Comments

1
The Govt. can easily shut down say the top dozen sellers and growers. Well with-in manpower limitations. Plus, it sends a signal to other sellers/growers. Maybe, say, shut down by xx date. Or risk prosecution. The easiest path for the Feds is to send Cease and Desist letters to the top growers/sellers. And if they don't, arrest them. If it goes that route, the shock waves will ripple across the state. As all legal proceedings will be in Federal Court. The Defendants won't have a legal leg to stand on.
2
This is clearly a prelude to a targeted crackdown, and if people don't think the feds have the resources to do it, witness how quickly ICE changed the face of this country. Get ready.
3
@1: Assuming your scenario plays out and a case ends up on court...wanna lay odds on getting a conviction out of a jury in WA state? Hint: even redneck republicans smoke pot.
4
Well isn't this all very pro-regulation, anti-business.
5
@4, you're exactly right. This looming crisis should should -- once and for all -- give the lie to the myth that Republicans are anti-big government and pro-state and -individual rights.
In actual practice, when the G.O.P. deems that "morality" is involved it's quick to bring Federal legal force to bear on local policies or private behavior.
The Democrats should be rubbing their noses in this stinking hypocrisy, and making sure all Americans finally see it.
7
But hey, at least we didn't end up with that lessor of two evils, right? Thank god we dodged that!
8
@6 - Please let me know when they would've been able to do that during a time when marijuana was legal at the state level.
10
"Durkan repeated her stance that it will be `nearly impossible' to `physically investigate and prosecute every legal shop.'"


Sure. But it will be very easy to pressure any particular legal shop.

Consider the leverage that local police continued to wield after direction to deprioritize enforcement of all cannabis-prohibition-related laws. That one is unlikely to be prosecuted for pot possession does not necessarily reduce the likelihood that one will be threatened with such if suspected of another, more-difficult-to-prove, violation.
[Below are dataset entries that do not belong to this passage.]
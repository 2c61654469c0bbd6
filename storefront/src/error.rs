//! Error types for storefront cart sessions.

use free_sample::evaluator::Denial;
use thiserror::Error;

/// Failure reported by a [`crate::CartBackend`].
#[derive(Debug, Error)]
pub enum BackendError {
    /// The endpoint could not be reached.
    #[error("endpoint unreachable: {0}")]
    Unreachable(String),

    /// The endpoint answered with a non-2xx status.
    #[error("endpoint returned status {0}")]
    Status(u16),

    /// The response body could not be decoded.
    #[error("could not decode response: {0}")]
    Decode(String),
}

/// Errors returned by [`crate::CartSession`] operations.
#[derive(Debug, Error)]
pub enum SessionError {
    /// Reading the cart or catalog failed. Published state is unchanged.
    #[error("failed to load cart state: {0}")]
    Fetch(#[source] BackendError),

    /// A cart mutation failed mid-flight. It must not be treated as applied.
    #[error("cart update failed: {0}")]
    Mutation(#[source] BackendError),

    /// A request exceeded the session's request timeout.
    #[error("{operation} timed out")]
    Timeout {
        /// The request that timed out.
        operation: &'static str,
    },

    /// The session was cancelled before the request completed.
    #[error("cart session cancelled")]
    Cancelled,

    /// The promotion policy refused the change.
    #[error("{0}")]
    Denied(Denial),

    #[error("no cart line with id {0}")]
    UnknownLine(String),

    #[error("product {0} is not offered as a free sample")]
    UnknownProduct(String),
}

/// Result type alias for cart session operations.
pub type Result<T> = std::result::Result<T, SessionError>;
"In addition, she announced the she will prohibit Seattle police officers from cooperating with authorities enforcing federal marijuana laws."
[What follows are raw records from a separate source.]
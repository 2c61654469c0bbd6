//! The cart policy evaluator.
//!
//! One set of rules, shared by the cart transform function, the checkout gate
//! and the sample offer widget. Everything here is pure: an evaluation borrows
//! a snapshot and a policy, derives its values once, and answers questions
//! about them without side effects.

use std::fmt;

use serde::{Deserialize, Serialize};

use crate::cart::{CartLine, CartSnapshot};
use crate::money::format_currency;
use crate::policy::Policy;
use crate::scalars::ID;

/// Stable admission decision identifiers.
#[derive(Clone, Copy, Debug, PartialEq, Eq, Hash, Serialize, Deserialize)]
#[serde(rename_all = "SCREAMING_SNAKE_CASE")]
pub enum AdmissionCode {
    Allowed,
    SampleQuantityInvalid,
    ThresholdNotMet,
    SampleLimitExceeded,
}

impl AdmissionCode {
    pub fn as_str(&self) -> &'static str {
        match self {
            AdmissionCode::Allowed => "ALLOWED",
            AdmissionCode::SampleQuantityInvalid => "SAMPLE_QUANTITY_INVALID",
            AdmissionCode::ThresholdNotMet => "THRESHOLD_NOT_MET",
            AdmissionCode::SampleLimitExceeded => "SAMPLE_LIMIT_EXCEEDED",
        }
    }
}

impl fmt::Display for AdmissionCode {
    fn fmt(&self, f: &mut fmt::Formatter<'_>) -> fmt::Result {
        f.write_str(self.as_str())
    }
}

/// Outcome of checking whether a cart may proceed to checkout.
#[derive(Clone, Debug, PartialEq, Eq)]
pub enum AdmissionResult {
    Allowed,
    /// One or more sample lines have a quantity above 1.
    SampleQuantityInvalid { line_ids: Vec<ID> },
    ThresholdNotMet { amount_needed_minor_units: u64 },
    SampleLimitExceeded { sample_count: u64, sample_limit: u64 },
}

impl AdmissionResult {
    pub fn code(&self) -> AdmissionCode {
        match self {
            AdmissionResult::Allowed => AdmissionCode::Allowed,
            AdmissionResult::SampleQuantityInvalid { .. } => AdmissionCode::SampleQuantityInvalid,
            AdmissionResult::ThresholdNotMet { .. } => AdmissionCode::ThresholdNotMet,
            AdmissionResult::SampleLimitExceeded { .. } => AdmissionCode::SampleLimitExceeded,
        }
    }

    pub fn is_allowed(&self) -> bool {
        matches!(self, AdmissionResult::Allowed)
    }
}

/// Reason an "add sample" or quantity change is refused.
#[derive(Clone, Debug, PartialEq, Eq, Serialize, Deserialize)]
#[serde(rename_all = "SCREAMING_SNAKE_CASE", tag = "code")]
pub enum Denial {
    #[serde(rename_all = "camelCase")]
    ThresholdNotMet { amount_needed_minor_units: u64 },
    #[serde(rename_all = "camelCase")]
    SampleLimitReached { sample_limit: u64 },
    AlreadyInCart,
    #[serde(rename_all = "camelCase")]
    SampleQuantityLocked { requested: u64 },
}

impl fmt::Display for Denial {
    fn fmt(&self, f: &mut fmt::Formatter<'_>) -> fmt::Result {
        match self {
            Denial::ThresholdNotMet {
                amount_needed_minor_units,
            } => write!(
                f,
                "Add {} more to unlock",
                format_currency(*amount_needed_minor_units)
            ),
            Denial::SampleLimitReached { sample_limit } => write!(
                f,
                "You can only add {sample_limit} free sample(s) to your order."
            ),
            Denial::AlreadyInCart => f.write_str("This free sample is already in your cart."),
            Denial::SampleQuantityLocked { .. } => {
                f.write_str("Free sample quantity cannot be changed")
            }
        }
    }
}

#[derive(Clone, Debug, PartialEq, Eq)]
pub enum SampleAdmission {
    Allowed,
    Denied(Denial),
}

#[derive(Clone, Debug, PartialEq, Eq)]
pub enum QuantityAdmission {
    Allowed,
    Denied(Denial),
    UnknownLine,
}

/// Line-level price override. Sample lines are always forced to zero.
#[derive(Clone, Debug, PartialEq, Eq, Serialize, Deserialize)]
#[serde(rename_all = "camelCase")]
pub struct PriceAdjustment {
    pub line_id: ID,
    pub new_unit_price_minor_units: u64,
}

/// One zero-price adjustment per sample line, in line order. Lines that are
/// not samples get nothing.
pub fn price_adjustments_for(snapshot: &CartSnapshot) -> Vec<PriceAdjustment> {
    snapshot
        .sample_lines()
        .map(|line| PriceAdjustment {
            line_id: line.line_id.clone(),
            new_unit_price_minor_units: 0,
        })
        .collect()
}

/// Evaluator bound to a merchant policy. Cheap to copy and safe to share
/// between threads.
#[derive(Clone, Copy, Debug, Default, PartialEq)]
pub struct CartPolicyEvaluator {
    policy: Policy,
}

impl CartPolicyEvaluator {
    pub fn new(policy: Policy) -> Self {
        Self { policy }
    }

    pub fn policy(&self) -> &Policy {
        &self.policy
    }

    pub fn evaluate<'a>(&'a self, snapshot: &'a CartSnapshot) -> CartEvaluation<'a> {
        let threshold_minor_units = self.policy.threshold_minor_units();
        let sample_count = snapshot
            .sample_lines()
            .map(|line| line.quantity)
            .fold(0u64, u64::saturating_add);
        CartEvaluation {
            snapshot,
            policy: &self.policy,
            threshold_minor_units,
            sample_count,
        }
    }
}

/// Values derived from one snapshot under one policy.
#[derive(Clone, Debug)]
pub struct CartEvaluation<'a> {
    snapshot: &'a CartSnapshot,
    policy: &'a Policy,
    threshold_minor_units: u64,
    sample_count: u64,
}

impl<'a> CartEvaluation<'a> {
    pub fn snapshot(&self) -> &'a CartSnapshot {
        self.snapshot
    }

    pub fn policy(&self) -> &'a Policy {
        self.policy
    }

    pub fn sample_lines(&self) -> impl Iterator<Item = &'a CartLine> {
        self.snapshot.sample_lines()
    }

    /// Total sample units across the cart.
    pub fn sample_count(&self) -> u64 {
        self.sample_count
    }

    pub fn threshold_met(&self) -> bool {
        self.snapshot.subtotal_minor_units >= self.threshold_minor_units
    }

    pub fn within_limit(&self) -> bool {
        self.sample_count <= self.policy.sample_limit()
    }

    pub fn over_quantity_samples(&self) -> impl Iterator<Item = &'a CartLine> {
        self.sample_lines().filter(|line| line.quantity > 1)
    }

    /// How much more the cart must spend to meet the threshold; zero once met.
    pub fn amount_needed_minor_units(&self) -> u64 {
        self.threshold_minor_units
            .saturating_sub(self.snapshot.subtotal_minor_units)
    }

    /// Checks, in order: sample quantities, threshold, sample limit. The first
    /// failing check decides.
    pub fn evaluate_checkout_admission(&self) -> AdmissionResult {
        let line_ids: Vec<ID> = self
            .over_quantity_samples()
            .map(|line| line.line_id.clone())
            .collect();
        if !line_ids.is_empty() {
            return AdmissionResult::SampleQuantityInvalid { line_ids };
        }
        if !self.threshold_met() {
            return AdmissionResult::ThresholdNotMet {
                amount_needed_minor_units: self.amount_needed_minor_units(),
            };
        }
        if !self.within_limit() {
            return AdmissionResult::SampleLimitExceeded {
                sample_count: self.sample_count,
                sample_limit: self.policy.sample_limit(),
            };
        }
        AdmissionResult::Allowed
    }

    pub fn price_adjustments(&self) -> Vec<PriceAdjustment> {
        price_adjustments_for(self.snapshot)
    }

    /// Whether the default variant is already in the cart as a sample line.
    pub fn is_sample_in_cart(&self, variant_id: &str) -> bool {
        self.sample_lines()
            .any(|line| line.variant_id == variant_id && line.quantity >= 1)
    }

    /// Decides whether one unit of `variant_id` may be added as a sample.
    pub fn evaluate_sample_addition(&self, variant_id: &str) -> SampleAdmission {
        if !self.threshold_met() {
            return SampleAdmission::Denied(Denial::ThresholdNotMet {
                amount_needed_minor_units: self.amount_needed_minor_units(),
            });
        }
        if self.sample_count >= self.policy.sample_limit() {
            return SampleAdmission::Denied(Denial::SampleLimitReached {
                sample_limit: self.policy.sample_limit(),
            });
        }
        if self.is_sample_in_cart(variant_id) {
            return SampleAdmission::Denied(Denial::AlreadyInCart);
        }
        SampleAdmission::Allowed
    }

    /// Decides whether a line may be set to `quantity`. Sample lines only
    /// accept 0 (removal) or 1.
    pub fn evaluate_quantity_change(&self, line_id: &str, quantity: u64) -> QuantityAdmission {
        let Some(line) = self.snapshot.line(line_id) else {
            return QuantityAdmission::UnknownLine;
        };
        if line.is_sample() && quantity > 1 {
            return QuantityAdmission::Denied(Denial::SampleQuantityLocked {
                requested: quantity,
            });
        }
        QuantityAdmission::Allowed
    }
}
How does she define "cooperate" in this context? How does she intend to accomplish this? How can we verify compliance? What recourse will there be if and when the prohibition is violated?

If people form a picket line around their local pot shop, blocking access by DEA agents, or if during a raid people block the path of DEA vehicles, on whose side will we find our local peace officers?
11
@6: ludicrous. the Dems had a filibuster-proof majority in the Senate for approximately never - a short moment before Kennedy succumbed to brain cancer.
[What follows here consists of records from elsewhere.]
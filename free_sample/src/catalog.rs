//! Catalog products and the `free-sample` tag.

use serde::{Deserialize, Serialize};

use crate::scalars::{Handle, ID, URL};

/// Product tag that makes a product eligible to be offered as a sample.
pub const SAMPLE_TAG: &str = "free-sample";

#[derive(Clone, Debug, PartialEq, Eq, Serialize, Deserialize)]
#[serde(rename_all = "camelCase")]
pub struct CatalogProduct {
    pub product_id: ID,
    pub title: String,
    pub handle: Handle,
    pub image_url: Option<URL>,
    #[serde(default)]
    pub tags: Vec<String>,
    /// Default variant; sample lines are added for this variant.
    pub variant_id: ID,
}

impl CatalogProduct {
    pub fn is_sample_eligible(&self) -> bool {
        self.tags.iter().any(|tag| is_sample_tag(tag))
    }
}

/// Tag comparison ignores ASCII case and surrounding whitespace.
pub fn is_sample_tag(tag: &str) -> bool {
    tag.trim().eq_ignore_ascii_case(SAMPLE_TAG)
}

/// Returns the tag list with the sample tag added or removed. Adding is a
/// no-op when any spelling of the tag is already present; removing drops
/// every spelling of it. Other tags keep their order.
pub fn with_sample_tag(tags: &[String], enabled: bool) -> Vec<String> {
    let mut tags: Vec<String> = tags
        .iter()
        .filter(|tag| enabled || !is_sample_tag(tag))
        .cloned()
        .collect();
    if enabled && !tags.iter().any(|tag| is_sample_tag(tag)) {
        tags.push(SAMPLE_TAG.to_string());
    }
    tags
}

/// Filters a catalog down to sample-eligible products, keeping catalog order.
pub fn eligible_products<I>(catalog: I) -> Vec<CatalogProduct>
where
    I: IntoIterator<Item = CatalogProduct>,
{
    catalog
        .into_iter()
        .filter(CatalogProduct::is_sample_eligible)
        .collect()
}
this is just governing as Stigginit.
12
"Who could have imagined that Trump would thump a blue state which is a sanctuary state/city, suing his administration for travel bans and opposes all his other policies."

Speaking of thumping: "So please [Mr. Attorney General Jefferson Beauregard Sessions] don't stop with pot. Go after all those opiate users in West Virginia, Kentucky, and other southern states that are the biggest abusers of illegal opiates. Throw them all in jail. That will teach them for their moral failings. Every Republican knows that drug abuse is strictly a moral dilemma caused by weak character. The best GOP remedy is punishment. So punish them." -- from Bruce Rozenblit's excellent comment on Tim Egan's scathing column in today's New York Times.

Oh, and here's another: "After all, anyone so backward, so ignorant, and so callous as yourself who would criminalize that which people want and hurts next to no one would be a total hypocrite and phony if he didn't go after really bad stuff in his backyard. You know, those white southern rural users of illegal opiates."

Last one: "Meanwhile, while you are cleaning up America, make darn sure that you don't crack down on illegal gun sales. The 35,000 that die from guns each year are not a public health problem like pot. That's freedom, man!"

Freedom from stupidity -- that's what we chiefly need.
13
Sorry, here's the link to "Department of Injustice" by Timothy Egan:

www.nytimes.com/2018/01/05/opinion/sessi…
14
#7 I wasn't aware that Two Evils, WA had only one landlord.
15
#13, The link doesn't work. I think it got truncated.
16
Apologies for the crap link.

'Department of Injustice,Timothy Egan, NYT' should get you there.